Las portadas son relojes de cuerda automatizados que definen tiempos, circunstancias, momentos, tendencias, técnicas y tecnologías. También son termómetros que miden temperaturas ambientales, climas sociales, ecologías insostenibles o sostenibles que, siendo urbanas o rurales, sirven o no al ser humano. Las portadas son pasarelas de las fugaces modas de expresiones momentáneas que definen tendencias de usos y gustos, que enfatizan costumbres o desdeñan tradiciones, innovando o atesorando las herencias culturales.

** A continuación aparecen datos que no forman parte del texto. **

//!
//! Classifies chars as significant input or as decoration.
//!
//! Significant chars are handed to the formatter, everything else
//! is dropped before formatting. The classification is either given
//! as an accept-rule or as a refuse-rule, the latter just inverts the
//! result.
//!

use crate::{chars, upos_type};
use std::fmt;
use std::fmt::{Debug, Formatter};
use std::sync::Arc;

/// Rule for a single char.
#[derive(Clone)]
#[non_exhaustive]
pub enum CharRule {
    /// 0-9
    AsciiDigit,
    /// 0-9 and the given extra chars.
    AsciiDigitAnd(Box<str>),
    /// Any letter or digit.
    Alphanumeric,
    /// Only the given chars.
    OneOf(Box<str>),
    /// Custom predicate. Must be pure.
    Predicate(Arc<dyn Fn(char) -> bool + Send + Sync>),
}

impl Debug for CharRule {
    fn fmt(&self, f: &mut Formatter<'_>) -> fmt::Result {
        match self {
            CharRule::AsciiDigit => write!(f, "AsciiDigit"),
            CharRule::AsciiDigitAnd(s) => write!(f, "AsciiDigitAnd({:?})", s),
            CharRule::Alphanumeric => write!(f, "Alphanumeric"),
            CharRule::OneOf(s) => write!(f, "OneOf({:?})", s),
            CharRule::Predicate(_) => write!(f, "Predicate(..)"),
        }
    }
}

impl Default for CharRule {
    fn default() -> Self {
        CharRule::AsciiDigit
    }
}

impl CharRule {
    /// Rule from a predicate.
    pub fn predicate(f: impl Fn(char) -> bool + Send + Sync + 'static) -> Self {
        CharRule::Predicate(Arc::new(f))
    }

    /// 0-9 and the extra chars.
    pub fn digits_and(extra: impl Into<Box<str>>) -> Self {
        CharRule::AsciiDigitAnd(extra.into())
    }

    /// Only these chars.
    pub fn one_of(chars: impl Into<Box<str>>) -> Self {
        CharRule::OneOf(chars.into())
    }

    /// Does the rule match?
    pub fn matches(&self, c: char) -> bool {
        match self {
            CharRule::AsciiDigit => c.is_ascii_digit(),
            CharRule::AsciiDigitAnd(extra) => c.is_ascii_digit() || extra.contains(c),
            CharRule::Alphanumeric => c.is_alphanumeric(),
            CharRule::OneOf(s) => s.contains(c),
            CharRule::Predicate(f) => f(c),
        }
    }
}

/// Accept or refuse filter over a [CharRule].
#[derive(Debug, Default, Clone)]
pub struct CharFilter {
    rule: CharRule,
    refuse: bool,
}

impl CharFilter {
    /// Chars matching the rule are significant.
    pub fn accept(rule: CharRule) -> Self {
        Self {
            rule,
            refuse: false,
        }
    }

    /// Chars matching the rule are decoration, everything else
    /// is significant.
    pub fn refuse(rule: CharRule) -> Self {
        Self { rule, refuse: true }
    }

    #[inline]
    pub fn rule(&self) -> &CharRule {
        &self.rule
    }

    /// Refuse polarity?
    #[inline]
    pub fn is_refuse(&self) -> bool {
        self.refuse
    }

    /// Is this char significant input?
    #[inline]
    pub fn is_significant(&self, c: char) -> bool {
        self.rule.matches(c) != self.refuse
    }

    /// Only the significant chars, in order.
    pub fn filter(&self, text: &str) -> String {
        text.chars().filter(|c| self.is_significant(*c)).collect()
    }

    /// Number of significant chars.
    pub fn count(&self, text: &str) -> upos_type {
        text.chars().filter(|c| self.is_significant(*c)).count() as upos_type
    }

    /// Number of significant chars strictly before the position.
    pub fn count_before(&self, text: &str, pos: upos_type) -> upos_type {
        text.chars()
            .take(pos as usize)
            .filter(|c| self.is_significant(*c))
            .count() as upos_type
    }

    /// Position directly after the n-th significant char.
    ///
    /// 0 for n == 0. None if the text has fewer than n
    /// significant chars.
    pub fn position_after(&self, text: &str, n: upos_type) -> Option<upos_type> {
        if n == 0 {
            return Some(0);
        }
        let mut seen = 0;
        for (i, c) in text.chars().enumerate() {
            if self.is_significant(c) {
                seen += 1;
                if seen == n {
                    return Some(i as upos_type + 1);
                }
            }
        }
        None
    }

    /// Position with exactly n significant chars after it.
    ///
    /// For n == 0 this is directly after the last significant char.
    /// Otherwise it is directly in front of the n-th significant char
    /// counted from the end. None if the text has fewer than n
    /// significant chars.
    pub fn position_before_last(&self, text: &str, n: upos_type) -> Option<upos_type> {
        let total = self.count(text);
        if n > total {
            None
        } else if n == 0 {
            self.position_after(text, total)
        } else {
            self.position_after(text, total - n + 1).map(|v| v - 1)
        }
    }

    /// Nearest significant char at or after pos.
    pub fn next_significant(&self, text: &str, pos: upos_type) -> Option<upos_type> {
        text.chars()
            .enumerate()
            .skip(pos as usize)
            .find(|(_, c)| self.is_significant(*c))
            .map(|(i, _)| i as upos_type)
    }

    /// Nearest significant char strictly before pos.
    pub fn prev_significant(&self, text: &str, pos: upos_type) -> Option<upos_type> {
        text.chars()
            .take(pos as usize)
            .enumerate()
            .filter(|(_, c)| self.is_significant(*c))
            .last()
            .map(|(i, _)| i as upos_type)
    }

    /// Number of decorative chars directly at pos.
    pub fn decoration_run(&self, text: &str, pos: upos_type) -> upos_type {
        text.chars()
            .skip(pos as usize)
            .take_while(|c| !self.is_significant(*c))
            .count() as upos_type
    }

    /// Shortest prefix that still contains n significant chars.
    ///
    /// If the text holds fewer than n significant chars the
    /// whole text is returned.
    pub fn prefix_with<'a>(&self, text: &'a str, n: upos_type) -> &'a str {
        match self.position_after(text, n) {
            Some(pos) => &text[..chars::byte_pos(text, pos)],
            None => text,
        }
    }
}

Trascienden los accesorios y permiten husmear los contenidos, tentadoras y retadoras porque deben llevar dentro más de un atractivo; siendo diversas, deben ser diferentes y muy distintas porque deben agradar, encantar, fascinar e ir mucho más allá de la espera periódica del próximo número. Escribimos sobre portadas, sobre tapas de revistas, que no son cotidianas, sino que vienen y se las espera espaciadas convenientemente como para permitir una retroalimentación en la que la siguiente se pueda reencontrar con la anterior y así dar seguimiento, sino exterior, por lo menos interior, al tinglado de emboscadas que suponen las escrituras insinuadas, los evidentes gráficos, las impactantes fotografías y las sorprendentes ilustraciones que, como reto visual, deben acompañar muy bien las letras, los números y símbolos que completan el conjunto de expresiones que componen el lenguaje siempre sugerente de las revistas.

Las 70 de Arquitexto son cosa aparte. Manifiestan un proceso de lecturas, sencillas en principio, que con el tiempo quizás derivan en un algo complejas, y en ocasiones abstractas y hasta de complicadas interpretaciones (como una de verde biológico que bien pudo explotar el excelente contenido allí discreta y secretamente oculto). Es fácil deslindar las dos etapas que zanjan la perseverante entrega de la revista Arquitexto. Iniciadas en 1986, cuando pausaron y regresaron en 1996, una leve fisura de contextuales rugosidades y profundidades relativas había abierto una brecha que demandaba atención de contemporaneidad. La puesta al día no fue óbice ni la recuperación del tiempo pausado, necesario para reflexionar enfoques y relanzarse mucho más profesionalmente. Habían crecido también las exigencias y las demandas críticas empezaron a aflorar editorialmente, y también en contenidos, mayormente bajo el tamiz de lo esencialmente urbanístico.

Arquitexto rompía el tabú y se mostraba enfrentándose a una realidad social y económica que hacía políticamente que la cuestión urbana, y hasta la arquitectónica, padeciera de escabrosidades singularizadas por las tomas de decisiones sin consenso, impuestas caprichosamente. El testimonio está impreso, ha quedado para la posteridad, como mudo y excepcional jurado de la historia que ha visto cómo la capital dominicana fue llevada obsequiosa y políticamente al caos sanitario, al de circulación, al de salud pública, al de higiene ambiental urbana, al constructivo, al ocupacional del territorio, al fraccionamiento del espacio, al del reparto comercial de cualquier lugar, al de la atomización burocrática (hay decenas de oficinas estatales en zonas residenciales de barrios tradicionales) y al de la cualquierización moral (al sur de Gazcue, la calle Pasteur, entre las avenidas George Washington e Independencia, es un solo lupanar) en donde el Centro de los Héroes de Constanza, Maimón y Estero Hondo no hace honor a su nombre.

Esencialmente ilustradas, las portadas suelen balbucear un mudo lenguaje de insinuaciones gráficas que, por lo regular, se rodean de pinceladas literales, casi siempre ajenas al contexto visual que las hace atractivas en la mínima universalidad de su breve contenido. Una portada puede ser muy elocuente o no decir nada o tan poco, porque precisamente tampoco quiere expresar nada que no sea posible averiguar dentro, donde discurren los textos, los pretextos y las excusas expresas que completan el juego paradójico de simbolismos convencionales o no, que forman el tinglado de informaciones.